The crystal structure of the designed homodimer dcs_E_4_dim9 closely matches the computational model over both the individual subunits and the designed β-sheet interface (Fig. 4G and fig. S22). We designed large cavities by truncating sidechains at the cone base (figs. S18 and S20). The crystal structure of one such design revealed a large (520 ų) cavity very similar to that in the design model, lined by the curved β-sheet (Fig. 4H; a pentaethylene glycol fills the cavity). This is the largest de novo designed cavity to date, and illustrates how large core packing vacancies can be programmed by designing curved β-sheets topped by helices.

The nine NMR and crystal structures show that β-sheet curvature can be accurately programmed with the principles we have identified. The designed proteins exhibit a rich combination of structural features: curved β-sheets with β-bulges and register shifts, loops of variable length, helices, disulfide bonds, β-sheet interfaces and cavities. Stability can be increased using disulfide bonds and homodimer interfaces without interfering with the accessibility of potential binding pockets, allowing substitution of large hydrophobics to smaller or polar residues to line solvent-exposed clefts and buried cavities.

Computational methods have been used to design enzyme catalysts by defining an ideal active site (“theozyme”) and then searching for placements of the theozyme in native protein scaffolds.
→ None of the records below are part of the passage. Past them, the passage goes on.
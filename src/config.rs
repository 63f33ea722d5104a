//! Engine configuration.
//!
//! Every field has a default, so an empty JSON object is a valid configuration
//! and a configuration file only needs the values it changes. The file is taken
//! from the first command line argument, else from `VOXEL_WORLD_CONFIG`; without
//! either the defaults are used.

use std::path::{Path, PathBuf};

use log::info;
use serde::{Deserialize, Serialize};

use crate::{
    engine_state::voxels::{biome::BiomeTable, chunk::generator::ChunkParameters},
    error::{EngineError, EngineResult},
};

/// Environment variable naming the configuration file.
pub const CONFIG_ENV: &str = "VOXEL_WORLD_CONFIG";

/// Streaming and generation settings of one chunk manager.
#[derive(Debug, Clone, PartialEq, Serialize, Deserialize)]
#[serde(default, rename_all = "camelCase")]
pub struct ChunkManagerConfig {
    /// Tag of the entity chunks are streamed around.
    pub target_name: String,
    pub width: u32,
    pub depth: u32,
    /// World height; the terrain oscillates around half of it.
    pub height: u32,
    /// Window radius in chunks; `2 * radius - 1` chunks per side are kept.
    pub radius: u32,
    /// World seed; random when absent.
    pub seed: Option<u32>,
    pub tree_speed: f64,
    pub biome_speed: f64,
    pub terrain_speed: f64,
    pub tree_threshold: f64,
    #[serde(flatten)]
    pub biome_table: BiomeTable,
    /// Vertical offset applied to every chunk on top of `-height / 2`.
    pub y_offset: f32,
    /// Re-dispatch requests older than this many ticks; never when absent.
    pub retry_after_ticks: Option<u64>,
    /// Atlas tiles per row.
    pub atlas_columns: u32,
    /// Atlas tiles per column.
    pub atlas_rows: u32,
}

impl Default for ChunkManagerConfig {
    fn default() -> Self {
        Self {
            target_name: "player".to_owned(),
            width: 32,
            depth: 32,
            height: 256,
            radius: 8,
            seed: None,
            tree_speed: 0.75,
            biome_speed: 0.005,
            terrain_speed: 0.01,
            tree_threshold: 0.998,
            biome_table: BiomeTable::default(),
            y_offset: -16.0,
            retry_after_ticks: None,
            atlas_columns: 32,
            atlas_rows: 16,
        }
    }
}

impl ChunkManagerConfig {
    /// Rejects zero sizes and an inconsistent biome table.
    pub fn validate(&self) -> EngineResult<()> {
        let sizes = [
            ("width", self.width),
            ("depth", self.depth),
            ("height", self.height),
            ("radius", self.radius),
            ("atlasColumns", self.atlas_columns),
            ("atlasRows", self.atlas_rows),
        ];
        if let Some((name, _)) = sizes.iter().find(|(_, value)| *value == 0) {
            return Err(EngineError::ChunkConfiguration(format!(
                "`{name}` must be at least 1"
            )));
        }
        self.biome_table.validate()
    }

    /// Generation parameters with the seed resolved.
    pub fn parameters(&self, seed: u32) -> ChunkParameters {
        ChunkParameters {
            width: self.width,
            depth: self.depth,
            half_height: f64::from(self.height) / 2.0,
            seed,
            tree_speed: self.tree_speed,
            biome_speed: self.biome_speed,
            terrain_speed: self.terrain_speed,
            tree_threshold: self.tree_threshold,
            biome_table: self.biome_table.clone(),
        }
    }
}

/// The scripted player chunks stream around.
#[derive(Debug, Clone, PartialEq, Serialize, Deserialize)]
#[serde(default, rename_all = "camelCase")]
pub struct PlayerConfig {
    pub tag: String,
    pub start: [f32; 3],
    /// Units per second.
    pub velocity: [f32; 3],
}

impl Default for PlayerConfig {
    fn default() -> Self {
        Self {
            tag: "player".to_owned(),
            start: [0.0, 0.0, 0.0],
            velocity: [8.0, 0.0, 4.0],
        }
    }
}

/// Camera projection and placement relative to the player.
#[derive(Debug, Clone, PartialEq, Serialize, Deserialize)]
#[serde(default, rename_all = "camelCase")]
pub struct CameraConfig {
    pub fovy_degrees: f32,
    pub znear: f32,
    pub zfar: f32,
    /// Eye offset from the player position.
    pub offset: [f32; 3],
    /// Pitch below the horizon, in degrees.
    pub pitch_degrees: f32,
}

impl Default for CameraConfig {
    fn default() -> Self {
        Self {
            fovy_degrees: 70.0,
            znear: 0.1,
            zfar: 1000.0,
            offset: [0.0, 24.0, 0.0],
            pitch_degrees: -20.0,
        }
    }
}

/// The directional sun light.
#[derive(Debug, Clone, PartialEq, Serialize, Deserialize)]
#[serde(default, rename_all = "camelCase")]
pub struct LightConfig {
    pub direction: [f32; 3],
    pub color: [f32; 3],
}

impl Default for LightConfig {
    fn default() -> Self {
        Self {
            direction: [-0.4, -1.0, -0.3],
            color: [1.0, 0.97, 0.9],
        }
    }
}

/// Asset locations.
#[derive(Debug, Clone, PartialEq, Serialize, Deserialize)]
#[serde(default, rename_all = "camelCase")]
pub struct AssetConfig {
    pub vertex_shader: PathBuf,
    pub fragment_shader: PathBuf,
    pub atlas: PathBuf,
}

impl Default for AssetConfig {
    fn default() -> Self {
        Self {
            vertex_shader: PathBuf::from("assets/shaders/chunk.vert.wgsl"),
            fragment_shader: PathBuf::from("assets/shaders/chunk.frag.wgsl"),
            atlas: PathBuf::from("assets/textures/atlas.png"),
        }
    }
}

/// Top level configuration.
#[derive(Debug, Clone, PartialEq, Serialize, Deserialize)]
#[serde(default, rename_all = "camelCase")]
pub struct EngineConfig {
    /// Worker threads generating chunks.
    pub workers: usize,
    /// Frames to run before exiting; runs forever when absent.
    pub frames: Option<u64>,
    pub target_fps: u32,
    /// Offscreen render target size.
    pub surface_width: u32,
    pub surface_height: u32,
    /// Clear color.
    pub sky_color: [f32; 4],
    /// Log streaming and frame stats every this many frames.
    pub stats_interval: u64,
    /// Skip GPU acquisition and render with the headless backend.
    pub headless: bool,
    pub player: PlayerConfig,
    pub camera: CameraConfig,
    pub light: LightConfig,
    pub assets: AssetConfig,
    pub chunk_managers: Vec<ChunkManagerConfig>,
}

impl Default for EngineConfig {
    fn default() -> Self {
        Self {
            workers: default_workers(),
            frames: Some(600),
            target_fps: 60,
            surface_width: 1280,
            surface_height: 720,
            sky_color: [0.53, 0.81, 0.92, 1.0],
            stats_interval: 60,
            headless: false,
            player: PlayerConfig::default(),
            camera: CameraConfig::default(),
            light: LightConfig::default(),
            assets: AssetConfig::default(),
            chunk_managers: vec![ChunkManagerConfig::default()],
        }
    }
}

#[cfg(not(target_family = "wasm"))]
fn default_workers() -> usize {
    std::thread::available_parallelism()
        .map(|n| n.get().saturating_sub(1).max(1))
        .unwrap_or(2)
}

#[cfg(target_family = "wasm")]
fn default_workers() -> usize {
    2
}

impl EngineConfig {
    /// Parses a JSON document.
    pub fn from_json(json: &str) -> EngineResult<Self> {
        let config: Self = serde_json::from_str(json)?;
        config.validate()?;
        Ok(config)
    }

    /// Reads and parses the file at `path`.
    pub fn load(path: &Path) -> EngineResult<Self> {
        info!("Loading configuration from {}", path.display());
        let json = std::fs::read_to_string(path)?;
        Self::from_json(&json)
    }

    /// Loads the file named by the first command line argument, else by
    /// `VOXEL_WORLD_CONFIG`, else returns the defaults.
    pub fn from_env_and_args() -> EngineResult<Self> {
        let path = std::env::args()
            .nth(1)
            .or_else(|| std::env::var(CONFIG_ENV).ok())
            .map(PathBuf::from);
        match path {
            Some(path) => Self::load(&path),
            None => {
                info!("No configuration given, using defaults");
                Ok(Self::default())
            }
        }
    }

    /// Checks every chunk manager.
    pub fn validate(&self) -> EngineResult<()> {
        self.chunk_managers
            .iter()
            .try_for_each(ChunkManagerConfig::validate)
    }
}

#[cfg(test)]
mod tests {
    use super::*;
    use crate::error::EngineError;

    #[test]
    fn empty_document_gives_defaults() {
        let config = EngineConfig::from_json("{}").unwrap();
        assert_eq!(config, EngineConfig::default());
        let manager = &config.chunk_managers[0];
        assert_eq!((manager.width, manager.depth, manager.height, manager.radius), (32, 32, 256, 8));
        assert_eq!(manager.tree_threshold, 0.998);
        assert_eq!(manager.y_offset, -16.0);
        assert_eq!(manager.retry_after_ticks, None);
    }

    #[test]
    fn partial_manager_keeps_other_defaults() {
        let config = EngineConfig::from_json(
            r#"{ "workers": 2, "chunkManagers": [ { "seed": 42, "radius": 2, "retryAfterTicks": 30 } ] }"#,
        )
        .unwrap();
        let manager = &config.chunk_managers[0];
        assert_eq!(config.workers, 2);
        assert_eq!(manager.seed, Some(42));
        assert_eq!(manager.retry_after_ticks, Some(30));
        assert_eq!(manager.biome_table, BiomeTable::default());

        let parameters = manager.parameters(42);
        assert_eq!(parameters.half_height, 128.0);
        assert_eq!(parameters.seed, 42);
    }

    #[test]
    fn invalid_documents_are_rejected() {
        assert!(matches!(EngineConfig::from_json("{ nope"), Err(EngineError::Json(_))));
        let broken = r#"{ "chunkManagers": [ { "biomesConfiguration": [] } ] }"#;
        assert!(matches!(
            EngineConfig::from_json(broken),
            Err(EngineError::BiomeConfiguration(_))
        ));
    }

    #[test]
    fn zero_sizes_are_rejected() {
        for field in ["width", "depth", "height", "radius", "atlasColumns"] {
            let json = format!(r#"{{ "chunkManagers": [ {{ "seed": 1, "{field}": 0 }} ] }}"#);
            assert!(
                matches!(
                    EngineConfig::from_json(&json),
                    Err(EngineError::ChunkConfiguration(message)) if message.contains(field)
                ),
                "{field} = 0 was accepted"
            );
        }
        assert!(EngineConfig::from_json(r#"{ "chunkManagers": [ { "radius": 1 } ] }"#).is_ok());
    }

    #[test]
    fn missing_file_is_an_io_error() {
        assert!(matches!(
            EngineConfig::load(Path::new("/nonexistent/voxel-world.json")),
            Err(EngineError::Io(_))
        ));
    }
}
This approach has yielded catalysts for a number of chemical reactions, including reactions not catalyzed by naturally occurring enzymes, but the activities are quite low. This likely result from two shortcomings in the design strategy: the detailed theozyme geometry cannot be perfectly realized in any pre-existing scaffold, and the sequence changes introduced in the design process can produce unpredictable changes in structure (6, 7). Our de novo design framework should make it possible to overcome both limitations by custom designing backbones for the reaction of interest.

One Sentence Summary.

Programming curvature into designed β-sheets gives routes to design solvent-accessible pockets.